Print out the data below in full, exactly as written.

----- Material for this exercise -----

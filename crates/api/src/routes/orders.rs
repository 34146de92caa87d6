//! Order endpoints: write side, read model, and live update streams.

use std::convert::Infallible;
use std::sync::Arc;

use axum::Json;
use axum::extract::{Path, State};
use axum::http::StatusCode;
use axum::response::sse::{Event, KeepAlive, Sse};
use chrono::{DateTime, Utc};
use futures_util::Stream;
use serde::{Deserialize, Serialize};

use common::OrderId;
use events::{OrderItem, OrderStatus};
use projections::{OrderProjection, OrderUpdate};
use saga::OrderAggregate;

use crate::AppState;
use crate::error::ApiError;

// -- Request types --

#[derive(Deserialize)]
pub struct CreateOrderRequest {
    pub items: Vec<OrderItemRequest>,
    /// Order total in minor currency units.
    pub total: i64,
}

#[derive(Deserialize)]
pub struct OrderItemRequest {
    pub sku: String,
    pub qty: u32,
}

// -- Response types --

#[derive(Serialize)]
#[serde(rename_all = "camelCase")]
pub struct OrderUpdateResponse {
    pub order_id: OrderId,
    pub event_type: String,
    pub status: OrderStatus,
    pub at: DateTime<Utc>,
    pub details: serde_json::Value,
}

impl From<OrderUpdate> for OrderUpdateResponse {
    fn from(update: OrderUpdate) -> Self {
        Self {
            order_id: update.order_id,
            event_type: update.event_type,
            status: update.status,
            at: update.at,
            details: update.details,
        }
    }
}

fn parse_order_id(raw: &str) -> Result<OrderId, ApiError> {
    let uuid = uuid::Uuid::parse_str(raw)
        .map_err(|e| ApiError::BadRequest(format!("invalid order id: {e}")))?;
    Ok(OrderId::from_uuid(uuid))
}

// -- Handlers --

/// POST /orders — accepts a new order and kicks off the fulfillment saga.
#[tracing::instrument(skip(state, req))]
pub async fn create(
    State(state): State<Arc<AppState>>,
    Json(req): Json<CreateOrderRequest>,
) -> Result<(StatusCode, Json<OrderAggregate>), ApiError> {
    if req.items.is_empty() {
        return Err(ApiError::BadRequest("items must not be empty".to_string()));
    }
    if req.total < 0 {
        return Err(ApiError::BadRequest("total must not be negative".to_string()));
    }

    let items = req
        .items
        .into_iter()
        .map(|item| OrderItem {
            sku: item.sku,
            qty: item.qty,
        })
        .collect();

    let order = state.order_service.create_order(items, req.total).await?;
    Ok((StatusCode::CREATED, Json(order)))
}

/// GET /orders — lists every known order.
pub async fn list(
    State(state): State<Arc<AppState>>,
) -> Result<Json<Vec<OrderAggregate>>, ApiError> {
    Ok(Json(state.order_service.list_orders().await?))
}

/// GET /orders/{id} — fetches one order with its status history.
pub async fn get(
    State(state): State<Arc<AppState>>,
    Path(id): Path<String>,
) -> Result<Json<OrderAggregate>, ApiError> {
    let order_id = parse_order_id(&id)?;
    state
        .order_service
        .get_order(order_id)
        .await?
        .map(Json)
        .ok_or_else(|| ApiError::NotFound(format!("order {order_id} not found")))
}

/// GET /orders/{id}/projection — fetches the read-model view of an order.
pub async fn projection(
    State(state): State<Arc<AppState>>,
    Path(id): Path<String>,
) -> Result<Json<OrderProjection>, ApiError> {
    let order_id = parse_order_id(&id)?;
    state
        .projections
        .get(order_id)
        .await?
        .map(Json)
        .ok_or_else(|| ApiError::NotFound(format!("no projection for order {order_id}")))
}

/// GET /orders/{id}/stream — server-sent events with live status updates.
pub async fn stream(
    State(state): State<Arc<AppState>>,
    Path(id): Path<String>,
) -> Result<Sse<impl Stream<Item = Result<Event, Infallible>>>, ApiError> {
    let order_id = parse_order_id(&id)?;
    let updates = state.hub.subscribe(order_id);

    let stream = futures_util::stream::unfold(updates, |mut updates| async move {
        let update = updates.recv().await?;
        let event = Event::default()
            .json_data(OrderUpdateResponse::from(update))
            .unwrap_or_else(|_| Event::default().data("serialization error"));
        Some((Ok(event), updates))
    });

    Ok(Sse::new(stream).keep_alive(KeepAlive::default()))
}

-----

■ Reply ■
filename crates/api/src/routes/orders.rs
repository 34146de92caa87d6
//! Order endpoints: write side, read model, and live update streams.

use std::convert::Infallible;
use std::sync::Arc;

use axum::Json;
use axum::extract::{Path, State};
use axum::http::StatusCode;
use axum::response::sse::{Event, KeepAlive, Sse};
use chrono::{DateTime, Utc};
use futures_util::Stream;
use serde::{Deserialize, Serialize};

use common::OrderId;
use events::{OrderItem, OrderStatus};
use projections::{OrderProjection, OrderUpdate};
use saga::OrderAggregate;

use crate::AppState;
use crate::error::ApiError;

// -- Request types --

#[derive(Deserialize)]
pub struct CreateOrderRequest {
    pub items: Vec<OrderItemRequest>,
    /// Order total in minor currency units.
    pub total: i64,
}

#[derive(Deserialize)]
pub struct OrderItemRequest {
    pub sku: String,
    pub qty: u32,
}

// -- Response types --

#[derive(Serialize)]
#[serde(rename_all = "camelCase")]
pub struct OrderUpdateResponse {
    pub order_id: OrderId,
    pub event_type: String,
    pub status: OrderStatus,
    pub at: DateTime<Utc>,
    pub details: serde_json::Value,
}

impl From<OrderUpdate> for OrderUpdateResponse {
    fn from(update: OrderUpdate) -> Self {
        Self {
            order_id: update.order_id,
            event_type: update.event_type,
            status: update.status,
            at: update.at,
            details: update.details,
        }
    }
}

fn parse_order_id(raw: &str) -> Result<OrderId, ApiError> {
    let uuid = uuid::Uuid::parse_str(raw)
        .map_err(|e| ApiError::BadRequest(format!("invalid order id: {e}")))?;
    Ok(OrderId::from_uuid(uuid))
}

// -- Handlers --

/// POST /orders — accepts a new order and kicks off the fulfillment saga.
#[tracing::instrument(skip(state, req))]
pub async fn create(
    State(state): State<Arc<AppState>>,
    Json(req): Json<CreateOrderRequest>,
) -> Result<(StatusCode, Json<OrderAggregate>), ApiError> {
    if req.items.is_empty() {
        return Err(ApiError::BadRequest("items must not be empty".to_string()));
    }
    if req.total < 0 {
        return Err(ApiError::BadRequest("total must not be negative".to_string()));
    }

    let items = req
        .items
        .into_iter()
        .map(|item| OrderItem {
            sku: item.sku,
            qty: item.qty,
        })
        .collect();

    let order = state.order_service.create_order(items, req.total).await?;
    Ok((StatusCode::CREATED, Json(order)))
}

/// GET /orders — lists every known order.
pub async fn list(
    State(state): State<Arc<AppState>>,
) -> Result<Json<Vec<OrderAggregate>>, ApiError> {
    Ok(Json(state.order_service.list_orders().await?))
}

/// GET /orders/{id} — fetches one order with its status history.
pub async fn get(
    State(state): State<Arc<AppState>>,
    Path(id): Path<String>,
) -> Result<Json<OrderAggregate>, ApiError> {
    let order_id = parse_order_id(&id)?;
    state
        .order_service
        .get_order(order_id)
        .await?
        .map(Json)
        .ok_or_else(|| ApiError::NotFound(format!("order {order_id} not found")))
}

/// GET /orders/{id}/projection — fetches the read-model view of an order.
pub async fn projection(
    State(state): State<Arc<AppState>>,
    Path(id): Path<String>,
) -> Result<Json<OrderProjection>, ApiError> {
    let order_id = parse_order_id(&id)?;
    state
        .projections
        .get(order_id)
        .await?
        .map(Json)
        .ok_or_else(|| ApiError::NotFound(format!("no projection for order {order_id}")))
}

/// GET /orders/{id}/stream — server-sent events with live status updates.
pub async fn stream(
    State(state): State<Arc<AppState>>,
    Path(id): Path<String>,
) -> Result<Sse<impl Stream<Item = Result<Event, Infallible>>>, ApiError> {
    let order_id = parse_order_id(&id)?;
    let updates = state.hub.subscribe(order_id);

    let stream = futures_util::stream::unfold(updates, |mut updates| async move {
        let update = updates.recv().await?;
        let event = Event::default()
            .json_data(OrderUpdateResponse::from(update))
            .unwrap_or_else(|_| Event::default().data("serialization error"));
        Some((Ok(event), updates))
    });

    Ok(Sse::new(stream).keep_alive(KeepAlive::default()))
}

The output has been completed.